Data for this exercise below:

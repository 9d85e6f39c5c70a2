//! Declaration sources and layering
//!
//! Three layers feed every run, highest priority first:
//! - Project manifest (`rolelock.toml`)
//! - Scenario requirement file (`requirements.yml`)
//! - Embedded role metadata (`meta/main.yml`)

pub mod loader;
pub mod merge;
pub mod parser;
pub mod paths;
pub mod requirement;
pub mod schema;
pub mod store;

pub use loader::{Declarations, from_sources, load_declarations};
pub use merge::{MergedRequirements, merge_declarations};
pub use parser::{
    parse_manifest, parse_manifest_str, parse_metadata, parse_metadata_str, parse_requirements,
    parse_requirements_str,
};
pub use paths::{MANIFEST_FILE, ProjectPaths};
pub use requirement::{
    CollectionRequirement, RoleRequirement, ToolRequirement, validate_collection_name,
};
pub use schema::{
    CollectionEntry, CollectionItem, PathOverrides, ProjectManifest, RequirementsFile, RoleEntry,
    RoleItem, RoleMetadata, TOOL_NAMES, UserConfig,
};
pub use store::UserConfigStore;
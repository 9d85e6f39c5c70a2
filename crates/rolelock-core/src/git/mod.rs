//! Git role sources.
//!
//! - Parsing role `src` locators
//! - Listing remote tags for tag-based version resolution

mod spec;
mod tags;

pub use spec::{RoleSource, SourceKind};
pub use tags::GitTagLister;

#[cfg(test)]
mod tests;
//! User-level registry config store.

use std::path::{Path, PathBuf};

use anyhow::Context;

use super::parser;
use super::paths::user_config_path;
use super::schema::UserConfig;

#[derive(Debug, Clone)]
pub struct UserConfigStore {
    config_path: PathBuf,
}

impl UserConfigStore {
    pub fn from_config_dir(config_dir: &Path) -> Self {
        Self {
            config_path: user_config_path(config_dir),
        }
    }

    pub fn config_path(&self) -> &Path {
        &self.config_path
    }

    /// Load the user config; a missing file yields defaults.
    pub fn load(&self) -> anyhow::Result<UserConfig> {
        if !self.config_path.exists() {
            return Ok(UserConfig::default());
        }
        let content = std::fs::read_to_string(&self.config_path).with_context(|| {
            format!("Failed to read config file: {}", self.config_path.display())
        })?;
        parser::parse_user_config_str(&content)
            .map_err(|message| anyhow::anyhow!(message))
            .with_context(|| format!("Failed to parse config file: {}", self.config_path.display()))
    }
}
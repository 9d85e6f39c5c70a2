//! Declaration and lock file path resolution.

use std::path::{Path, PathBuf};

use super::schema::PathOverrides;

pub const MANIFEST_FILE: &str = "rolelock.toml";
pub const DEFAULT_REQUIREMENTS_FILE: &str = "requirements.yml";
pub const DEFAULT_METADATA_FILE: &str = "meta/main.yml";
pub const DEFAULT_LOCK_FILE: &str = "rolelock.lock.json";

/// Absolute locations of every file a run reads or writes.
#[derive(Debug, Clone, PartialEq, Eq)]
pub struct ProjectPaths {
    pub manifest: PathBuf,
    pub requirements: PathBuf,
    pub metadata: PathBuf,
    pub lock: PathBuf,
}

impl ProjectPaths {
    /// Resolve paths relative to `project_root`, applying `[paths]` overrides.
    pub fn resolve(project_root: &Path, overrides: &PathOverrides) -> Self {
        let relative = |value: &Option<String>, default: &str| {
            project_root.join(value.as_deref().unwrap_or(default))
        };
        Self {
            manifest: project_root.join(MANIFEST_FILE),
            requirements: relative(&overrides.requirements, DEFAULT_REQUIREMENTS_FILE),
            metadata: relative(&overrides.meta, DEFAULT_METADATA_FILE),
            lock: relative(&overrides.lock, DEFAULT_LOCK_FILE),
        }
    }
}

/// User-level config file under `config_dir`.
pub fn user_config_path(config_dir: &Path) -> PathBuf {
    config_dir.join("rolelock").join("config.toml")
}
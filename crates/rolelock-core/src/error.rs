//! Error taxonomy for declaration loading, resolution and locking.

use thiserror::Error;

use crate::types::EntityKind;

/// Errors raised by the resolution engine.
///
/// `RegistryUnavailable` never escapes a full run: the resolver turns it into a
/// degraded entry plus a warning. It is still a distinct variant so registry
/// clients can report it precisely.
#[derive(Debug, Error)]
pub enum ResolveError {
    #[error("declaration error in {origin}: {message}")]
    DeclarationParse { origin: String, message: String },

    #[error("registry {registry} unavailable for '{name}': {reason}")]
    RegistryUnavailable {
        registry: String,
        name: String,
        reason: String,
    },

    #[error("python {field} '{value}' is not supported (allowed: {allowed})")]
    IncompatibleVersion {
        field: &'static str,
        value: String,
        allowed: String,
    },

    #[error("no version of {kind} '{name}' satisfies '{constraint}'")]
    NoSatisfyingVersion {
        kind: EntityKind,
        name: String,
        constraint: String,
    },

    #[error("lock file is stale: persisted hash {persisted}, declarations hash {current}")]
    StaleLock { persisted: String, current: String },

    #[error("resolution cancelled: {0}")]
    Cancelled(String),

    #[error("lock file format error: {0}")]
    LockFormat(String),

    #[error("I/O error: {0}")]
    Io(#[from] std::io::Error),
}

impl ResolveError {
    /// Build a declaration error for the given origin (file or layer name).
    pub fn declaration(origin: impl Into<String>, message: impl Into<String>) -> Self {
        ResolveError::DeclarationParse {
            origin: origin.into(),
            message: message.into(),
        }
    }

    /// Build a registry error.
    pub fn registry(
        registry: impl Into<String>,
        name: impl Into<String>,
        reason: impl ToString,
    ) -> Self {
        ResolveError::RegistryUnavailable {
            registry: registry.into(),
            name: name.into(),
            reason: reason.to_string(),
        }
    }

    /// True for errors that may be retried or degraded per entity.
    pub fn is_transient(&self) -> bool {
        matches!(self, ResolveError::RegistryUnavailable { .. })
    }
}

pub type Result<T> = std::result::Result<T, ResolveError>;
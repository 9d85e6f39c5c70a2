//! Static interpreter/tool compatibility table and constraint adjustment.

use std::collections::BTreeMap;

use tracing::{debug, warn};

use crate::version::{Constraint, Operator, Version};

/// Recommended bounds for one tool on one Python minor.
///
/// `floor` is the minimum recommended release. `ceiling`, when present, is the
/// first release line the interpreter can no longer run.
#[derive(Debug, Clone, Copy, PartialEq, Eq)]
pub struct ToolBounds {
    pub tool: &'static str,
    pub floor: &'static str,
    pub ceiling: Option<&'static str>,
}

const fn bounds(tool: &'static str, floor: &'static str, ceiling: Option<&'static str>) -> ToolBounds {
    ToolBounds {
        tool,
        floor,
        ceiling,
    }
}

/// Compatibility rows keyed by Python minor, oldest first.
pub const COMPATIBILITY_TABLE: [(&str, [ToolBounds; 3]); 4] = [
    (
        "3.10",
        [
            bounds("ansible", "9.0.0", Some("10.0.0")),
            bounds("ansible-lint", "6.22.2", Some("25.0.0")),
            bounds("molecule", "6.0.3", Some("25.0.0")),
        ],
    ),
    (
        "3.11",
        [
            bounds("ansible", "10.0.0", Some("12.0.0")),
            bounds("ansible-lint", "24.2.0", None),
            bounds("molecule", "24.2.0", None),
        ],
    ),
    (
        "3.12",
        [
            bounds("ansible", "10.0.0", None),
            bounds("ansible-lint", "24.7.0", None),
            bounds("molecule", "24.7.0", None),
        ],
    ),
    (
        "3.13",
        [
            bounds("ansible", "11.0.0", None),
            bounds("ansible-lint", "25.1.0", None),
            bounds("molecule", "25.1.0", None),
        ],
    ),
];

/// Table row for a Python minor.
pub fn bounds_for_minor(minor: &str) -> Option<&'static [ToolBounds; 3]> {
    COMPATIBILITY_TABLE
        .iter()
        .find(|(key, _)| *key == minor)
        .map(|(_, row)| row)
}

/// Tool constraints after compatibility adjustment.
#[derive(Debug, Clone, Default, PartialEq, Eq)]
pub struct Adjustment {
    /// Effective constraint per tool name.
    pub constraints: BTreeMap<String, Constraint>,
    /// One human-readable line per rewritten tool.
    pub warnings: Vec<String>,
}

/// Cross-check tool constraints against the row for `python_minor`.
///
/// - A lower bound below the row's floor is raised to `>=floor`.
/// - A lower bound at or above the row's ceiling cannot run on this
///   interpreter and is pinned to `==floor`.
/// - When the row has a ceiling, unconstrained requests and upper bounds
///   beyond it are capped to `<ceiling`.
/// - Stricter upper bounds and tools outside the table are untouched.
///
/// Adjustment never fails.
pub fn adjust_tools(python_minor: &str, tools: &BTreeMap<String, Constraint>) -> Adjustment {
    let mut adjustment = Adjustment {
        constraints: tools.clone(),
        warnings: Vec::new(),
    };
    let Some(row) = bounds_for_minor(python_minor) else {
        debug!(python = python_minor, "No compatibility row; constraints unchanged");
        return adjustment;
    };

    for entry in row {
        let Some(requested) = tools.get(entry.tool) else {
            continue;
        };
        let floor = Version::parse(entry.floor);
        let ceiling = entry.ceiling.map(|c| (c, Version::parse(c)));

        let rewrite = match (requested, &ceiling) {
            (_, Some((_, limit))) if requested.minimum().is_some_and(|min| min >= limit) => {
                Some((
                    Constraint::bound(Operator::Eq, floor.clone()),
                    format!(
                        "{} {} cannot run on Python {}; pinned to {}",
                        entry.tool, requested, python_minor, entry.floor
                    ),
                ))
            }
            _ if requested.minimum().is_some_and(|min| *min < floor) => Some((
                Constraint::bound(Operator::Ge, floor.clone()),
                format!(
                    "{} {} is below the minimum recommended for Python {}; raised to >={}",
                    entry.tool, requested, python_minor, entry.floor
                ),
            )),
            (Constraint::Any, Some((text, limit))) => {
                Some(capped(entry, requested, python_minor, text, limit))
            }
            (Constraint::Bound { op: Operator::Lt, version, .. }, Some((text, limit)))
                if version > limit =>
            {
                Some(capped(entry, requested, python_minor, text, limit))
            }
            (Constraint::Bound { op: Operator::Le, version, .. }, Some((text, limit)))
                if version >= limit =>
            {
                Some(capped(entry, requested, python_minor, text, limit))
            }
            _ => None,
        };

        if let Some((effective, message)) = rewrite {
            warn!(
                tool = entry.tool,
                requested = %requested,
                effective = %effective,
                "Adjusted tool constraint for interpreter compatibility"
            );
            adjustment
                .constraints
                .insert(entry.tool.to_string(), effective);
            adjustment.warnings.push(message);
        }
    }

    adjustment
}

fn capped(
    entry: &ToolBounds,
    requested: &Constraint,
    python_minor: &str,
    ceiling: &str,
    limit: &Version,
) -> (Constraint, String) {
    (
        Constraint::bound(Operator::Lt, limit.clone()),
        format!(
            "{} {} may select releases that cannot run on Python {}; capped to <{}",
            entry.tool, requested, python_minor, ceiling
        ),
    )
}
//! Resolution plan: merged declarations plus interpreter pin and
//! compatibility-adjusted tool constraints. Building a plan needs no network.

use std::collections::BTreeMap;

use crate::compat::{InterpreterSpec, adjust_tools, resolve_interpreter};
use crate::config::{
    CollectionRequirement, Declarations, RoleRequirement, TOOL_NAMES, ToolRequirement,
    merge_declarations,
};
use crate::error::ResolveError;
use crate::version::Constraint;

/// Everything the resolver and the content hash need.
#[derive(Debug, Clone)]
pub struct ResolutionPlan {
    pub interpreter: InterpreterSpec,
    /// Every tool in lock order, with its effective constraint.
    pub tools: Vec<ToolRequirement>,
    pub collections: Vec<CollectionRequirement>,
    pub roles: Vec<RoleRequirement>,
    /// Interpreter and compatibility warnings.
    pub warnings: Vec<String>,
}

impl ResolutionPlan {
    /// Merge layers, pin the interpreter and adjust tool constraints.
    pub fn build(declarations: Declarations) -> Result<Self, ResolveError> {
        let merged = merge_declarations(declarations);
        let mut warnings = Vec::new();
        let interpreter = resolve_interpreter(&merged.python, &mut warnings)?;

        let requested: BTreeMap<String, Constraint> = TOOL_NAMES
            .iter()
            .map(|name| {
                let constraint = merged.tools.get(*name).cloned().unwrap_or(Constraint::Any);
                (name.to_string(), constraint)
            })
            .collect();
        let mut adjustment = adjust_tools(&interpreter.pinned_minor(), &requested);
        warnings.append(&mut adjustment.warnings);

        let tools = TOOL_NAMES
            .iter()
            .map(|name| ToolRequirement {
                name: name.to_string(),
                constraint: adjustment
                    .constraints
                    .remove(*name)
                    .unwrap_or(Constraint::Any),
            })
            .collect();

        Ok(Self {
            interpreter,
            tools,
            collections: merged.collections,
            roles: merged.roles,
            warnings,
        })
    }
}
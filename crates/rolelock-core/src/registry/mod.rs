//! Registry clients
//!
//! Version listings come from three places: the Python package index for
//! tools, the content index for collections and index-hosted roles, and git
//! remotes for git-sourced roles. Each is a trait so the resolver can run
//! against in-memory fakes.

pub mod galaxy;
pub mod pypi;
pub mod schema;

use std::future::Future;

use serde_json::{Map, Value};

use crate::error::ResolveError;

pub use galaxy::GalaxyClient;
pub use pypi::PypiClient;
pub use schema::{DEFAULT_GALAXY_URL, DEFAULT_PYPI_URL, RegistryConfig, RegistryOverrides};

/// Registry source tags recorded in lock entries.
pub mod source {
    pub const PYPI: &str = "pypi";
    pub const GALAXY: &str = "galaxy";
    pub const GIT: &str = "git";
    pub const URL: &str = "url";
    pub const LOCAL: &str = "local";
}

/// Published versions of Python packages.
pub trait PackageIndex: Send + Sync + 'static {
    /// Every non-yanked version string for `name`, in registry order.
    fn package_versions(
        &self,
        name: &str,
    ) -> impl Future<Output = Result<Vec<String>, ResolveError>> + Send;
}

/// Published versions and metadata of collections and index-hosted roles.
pub trait ContentIndex: Send + Sync + 'static {
    /// Every published version of `namespace.name`.
    fn collection_versions(
        &self,
        namespace: &str,
        name: &str,
    ) -> impl Future<Output = Result<Vec<String>, ResolveError>> + Send;

    /// Opaque metadata object for one collection version.
    fn collection_metadata(
        &self,
        namespace: &str,
        name: &str,
        version: &str,
    ) -> impl Future<Output = Result<Map<String, Value>, ResolveError>> + Send;

    /// Every published version of the role `namespace.name`.
    fn role_versions(
        &self,
        namespace: &str,
        name: &str,
    ) -> impl Future<Output = Result<Vec<String>, ResolveError>> + Send;
}

/// Tag listing for git remotes.
pub trait TagSource: Send + Sync + 'static {
    /// Every tag name on the remote, without `refs/tags/` or peel suffixes.
    fn list_tags(&self, url: &str)
    -> impl Future<Output = Result<Vec<String>, ResolveError>> + Send;
}

/// Build the shared HTTP client used by every registry.
pub fn http_client(config: &RegistryConfig) -> anyhow::Result<reqwest::Client> {
    reqwest::Client::builder()
        .user_agent(concat!("rolelock/", env!("CARGO_PKG_VERSION")))
        .timeout(config.http_timeout)
        .build()
        .map_err(|e| anyhow::anyhow!("Failed to build HTTP client: {}", e))
}
//! High-level commands for rolelock operations.
//!
//! These commands are the public API called by the CLI frontend.

pub mod check;
pub mod lock;
pub mod show;

pub use check::{CheckCommand, CheckReport, Freshness};
pub use lock::{LockCommand, LockOptions, LockReport};
pub use show::{ShowCommand, ShowReport};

End of Data for this exercise.

**Work order:**
Look above and repeat, character for character, the lines from the first one to the line with "pub use store::UserConfigStore;", counting both.

**Solution to the problem:**
repository 9d85e6f39c5c70a2
//! Declaration sources and layering
//!
//! Three layers feed every run, highest priority first:
//! - Project manifest (`rolelock.toml`)
//! - Scenario requirement file (`requirements.yml`)
//! - Embedded role metadata (`meta/main.yml`)

pub mod loader;
pub mod merge;
pub mod parser;
pub mod paths;
pub mod requirement;
pub mod schema;
pub mod store;

pub use loader::{Declarations, from_sources, load_declarations};
pub use merge::{MergedRequirements, merge_declarations};
pub use parser::{
    parse_manifest, parse_manifest_str, parse_metadata, parse_metadata_str, parse_requirements,
    parse_requirements_str,
};
pub use paths::{MANIFEST_FILE, ProjectPaths};
pub use requirement::{
    CollectionRequirement, RoleRequirement, ToolRequirement, validate_collection_name,
};
pub use schema::{
    CollectionEntry, CollectionItem, PathOverrides, ProjectManifest, RequirementsFile, RoleEntry,
    RoleItem, RoleMetadata, TOOL_NAMES, UserConfig,
};
pub use store::UserConfigStore;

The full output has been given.